Donald Trump regressou a Washington após dois dias em Pequim, trazendo promessas de compras chinesas de aviões, petróleo e soja. O governo chinês comprometeu-se a adquirir milhares de aeronaves e matérias-primas, num contexto de busca por normalizar o comércio entre as duas maiores economias.
Na conversa com Xi Jinping, Trump afirmou que navios chineses poderão ser enviados para áreas estratégicas dos EUA, nomeadamente Texas, Louisiana e Alasca, ao mesmo tempo que o líder chinês reiterou que Taiwan é território da China, avisando sobre riscos de confronto caso a visão norte‑americana diverja da de Pequim.

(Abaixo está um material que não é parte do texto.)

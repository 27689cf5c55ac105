//! Parameters of the degree sweep and the samples it produces.

use std::f64::consts::PI;
use std::iter::FusedIterator;

use thiserror::Error;

use crate::fixed::Fxp16;

/// Errors from constructing [`TableParams`].
#[derive(Copy, Clone, Debug, Error, Eq, PartialEq)]
pub enum TableError {
    /// The step has to move the degree counter toward `end`, otherwise the sweep never ends.
    #[error("Degree step must be positive, got {0}")]
    NonPositiveStep(i32),
}

/// Describes one lookup table: a circle of `radius` swept from `start` degrees (inclusive) to
/// `end` degrees (exclusive) in increments of `step`.
#[derive(Debug, Copy, Clone, PartialEq)]
pub struct TableParams {
    /// Scale of the unit circle, in whole Q8.8 units.
    pub radius: f64,
    /// First degree in the table.
    pub start: i32,
    /// One past the last degree that may appear in the table.
    pub end: i32,
    /// Degrees between consecutive samples.
    pub step: i32,
}

impl TableParams {
    /// Radius of the stock table.
    pub const DEFAULT_RADIUS: f64 = 16.0;
    /// First degree of the stock table.
    pub const DEFAULT_START: i32 = 0;
    /// End degree of the stock table.
    pub const DEFAULT_END: i32 = 180;
    /// Step of the stock table.
    pub const DEFAULT_STEP: i32 = 1;

    /// Create a new set of parameters, checking that the sweep terminates.
    pub fn new(radius: f64, start: i32, end: i32, step: i32) -> Result<Self, TableError> {
        if step <= 0 {
            return Err(TableError::NonPositiveStep(step));
        }
        Ok(Self {
            radius,
            start,
            end,
            step,
        })
    }

    /// Iterate over the samples of this table in degree order.
    pub fn samples(&self) -> Samples {
        Samples {
            radius: self.radius,
            next: if self.step > 0 { Some(self.start) } else { None },
            end: self.end,
            step: self.step,
        }
    }

    /// Number of samples [`samples`][Self::samples] yields.
    pub fn len(&self) -> usize {
        if self.step <= 0 || self.start >= self.end {
            return 0;
        }
        let span = self.end as i64 - self.start as i64;
        let step = self.step as i64;
        ((span + step - 1) / step) as usize
    }

    /// True if the sweep yields no samples.
    pub fn is_empty(&self) -> bool {
        self.len() == 0
    }
}

impl Default for TableParams {
    fn default() -> Self {
        Self {
            radius: Self::DEFAULT_RADIUS,
            start: Self::DEFAULT_START,
            end: Self::DEFAULT_END,
            step: Self::DEFAULT_STEP,
        }
    }
}

/// One row of the table: the point on the circle for a single degree.
#[derive(Debug, Copy, Clone, Eq, PartialEq, Hash)]
pub struct Sample {
    /// The degree this sample was computed for.
    pub degree: i32,
    /// `radius * cos(rad + π)`.
    pub x: Fxp16,
    /// `radius * -sin(rad)`.
    pub y: Fxp16,
}

impl Sample {
    /// Compute the sample for `degree` on a circle of the given `radius`.
    ///
    /// The angle is rotated by half a turn for `x` and negated for `y`, so degree 0 lands on
    /// `(-radius, 0)` and degree 90 on `(0, -radius)`.
    pub fn at(radius: f64, degree: i32) -> Self {
        let rad = degree as f64 * PI / 180.0;
        let x = radius * (rad + PI).cos();
        let y = radius * -rad.sin();
        Self {
            degree,
            x: Fxp16::from_real(x),
            y: Fxp16::from_real(y),
        }
    }
}

/// Iterator over the [`Sample`]s of a [`TableParams`].
#[derive(Debug, Clone)]
pub struct Samples {
    radius: f64,
    /// Next degree to compute, or `None` once the sweep is finished.
    next: Option<i32>,
    end: i32,
    step: i32,
}

impl Iterator for Samples {
    type Item = Sample;

    fn next(&mut self) -> Option<Sample> {
        let degree = self.next.filter(|&d| d < self.end)?;
        // Stop instead of wrapping if the counter would run off the end of i32.
        self.next = degree.checked_add(self.step);
        Some(Sample::at(self.radius, degree))
    }

    fn size_hint(&self) -> (usize, Option<usize>) {
        let remaining = match self.next {
            Some(start) => TableParams {
                radius: self.radius,
                start,
                end: self.end,
                step: self.step,
            }
            .len(),
            None => 0,
        };
        (remaining, Some(remaining))
    }
}

impl ExactSizeIterator for Samples {}

impl FusedIterator for Samples {}

#[cfg(test)]
mod tests {
    use rand::{Rng, SeedableRng};
    use rand_pcg::Pcg64;

    use super::*;

    #[test]
    fn default_is_the_stock_table() {
        let params = TableParams::default();
        assert_eq!(params.radius, 16.0);
        assert_eq!(params.start, 0);
        assert_eq!(params.end, 180);
        assert_eq!(params.step, 1);
        assert_eq!(params, TableParams::new(16.0, 0, 180, 1).unwrap());
    }

    #[test]
    fn rejects_non_positive_step() {
        assert_eq!(
            TableParams::new(16.0, 0, 180, 0),
            Err(TableError::NonPositiveStep(0))
        );
        assert_eq!(
            TableParams::new(16.0, 0, 180, -3),
            Err(TableError::NonPositiveStep(-3))
        );
    }

    #[test]
    fn non_positive_step_built_directly_is_empty() {
        let params = TableParams {
            step: 0,
            ..Default::default()
        };
        assert!(params.is_empty());
        assert_eq!(params.samples().count(), 0);
    }

    #[test]
    fn degree_zero() {
        let s = Sample::at(16.0, 0);
        assert_eq!(s.x.raw(), (-4096i32) as u32);
        assert_eq!(s.x.to_string(), "0xf000");
        assert_eq!(s.y.to_string(), "0x0000");
    }

    #[test]
    fn degree_ninety() {
        let s = Sample::at(16.0, 90);
        assert_eq!(s.x.to_string(), "0x0000");
        assert_eq!(s.y.to_string(), "0xf000");
    }

    #[test]
    fn degree_forty_five() {
        // 16 * cos(45°) * 256 = 2896.309..., both coordinates are negative.
        let s = Sample::at(16.0, 45);
        assert_eq!(s.x.raw(), (-2896i32) as u32);
        assert_eq!(s.y.raw(), (-2896i32) as u32);
        assert_eq!(s.x.to_string(), "0xf4b0");
    }

    #[test]
    fn counts() {
        assert_eq!(TableParams::default().len(), 180);
        assert_eq!(TableParams::default().samples().count(), 180);

        let by_two = TableParams::new(16.0, 0, 180, 2).unwrap();
        assert_eq!(by_two.len(), 90);
        assert_eq!(by_two.samples().count(), 90);

        let uneven = TableParams::new(16.0, 0, 10, 3).unwrap();
        let degrees: Vec<_> = uneven.samples().map(|s| s.degree).collect();
        assert_eq!(degrees, [0, 3, 6, 9]);
        assert_eq!(uneven.len(), 4);

        let empty = TableParams::new(16.0, 10, 10, 1).unwrap();
        assert!(empty.is_empty());
        assert_eq!(empty.samples().next(), None);

        let backwards = TableParams::new(16.0, 10, 0, 1).unwrap();
        assert!(backwards.is_empty());
        assert_eq!(backwards.samples().next(), None);
    }

    #[test]
    fn negative_degrees() {
        let params = TableParams::new(16.0, -90, 0, 90).unwrap();
        let samples: Vec<_> = params.samples().collect();
        assert_eq!(samples.len(), 1);
        assert_eq!(samples[0].degree, -90);
        assert_eq!(samples[0].x.to_string(), "0x0000");
        assert_eq!(samples[0].y.to_string(), "0x1000");
    }

    #[test]
    fn stops_at_i32_overflow() {
        let params = TableParams::new(1.0, i32::MAX - 2, i32::MAX, 5).unwrap();
        let degrees: Vec<_> = params.samples().map(|s| s.degree).collect();
        assert_eq!(degrees, [i32::MAX - 2]);

        let params = TableParams::new(1.0, i32::MIN, i32::MAX, i32::MAX).unwrap();
        assert_eq!(params.len(), 3);
        assert_eq!(params.samples().count(), 3);
    }

    #[test]
    fn size_hint_tracks_progress() {
        let mut samples = TableParams::default().samples();
        assert_eq!(samples.len(), 180);
        samples.next();
        samples.next();
        assert_eq!(samples.len(), 178);
        samples.by_ref().for_each(drop);
        assert_eq!(samples.len(), 0);
        assert_eq!(samples.next(), None);
    }

    #[test]
    fn matches_formula_for_random_sweeps() {
        let mut rng = Pcg64::seed_from_u64(0x5eed_1ab1e);
        for _ in 0..200 {
            let radius: f64 = rng.gen_range(0.0..100.0);
            let degree: i32 = rng.gen_range(-720..720);

            let rad = degree as f64 * PI / 180.0;
            let x_i = (radius * (rad + PI).cos() * 256.0).trunc() as i32;
            let y_i = (radius * -rad.sin() * 256.0).trunc() as i32;

            let s = Sample::at(radius, degree);
            assert_eq!(s.x.low_bits(), x_i as u16, "x at {} deg r={}", degree, radius);
            assert_eq!(s.y.low_bits(), y_i as u16, "y at {} deg r={}", degree, radius);
        }
    }
}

Sobre o Irão, os dois países mostraram alinhamento quanto à abertura do estreito de Ormuz, mas Xi manteve cautela quanto a envolvimento direto em conflitos no Golfo. Trump assegurou a uma entrevista que Xi estaria disposto a ajudar, sem detalhar os passos futuros.
No terreno, surgiram sinais de tensão com o Irão, com declarações do ministro da Defesa de Israel a sugerir que a guerra permanece sem objetivos atingidos, o que pode prolongar a instabilidade na região e influenciar decisões sobre Ormuz.
Vários petroleiros chineses receberam autorização para atravessar o estreito desde a chegada de Trump a Pequim, num contexto em que a China continua a ser o principal importador de petróleo iraniano. A visita, contudo, não se traduziu em anúncio de ações militares.
A bordo do Air Force One, Trump garantiu ter discutido extensivamente Taiwan com Xi, descrevendo a pergunta sobre a defesa de Taiwan como decisiva, sem que haja uma resposta pública firme. O Presidente explicou que apenas ele pode esclarecer a posição americana nesse tema sensível.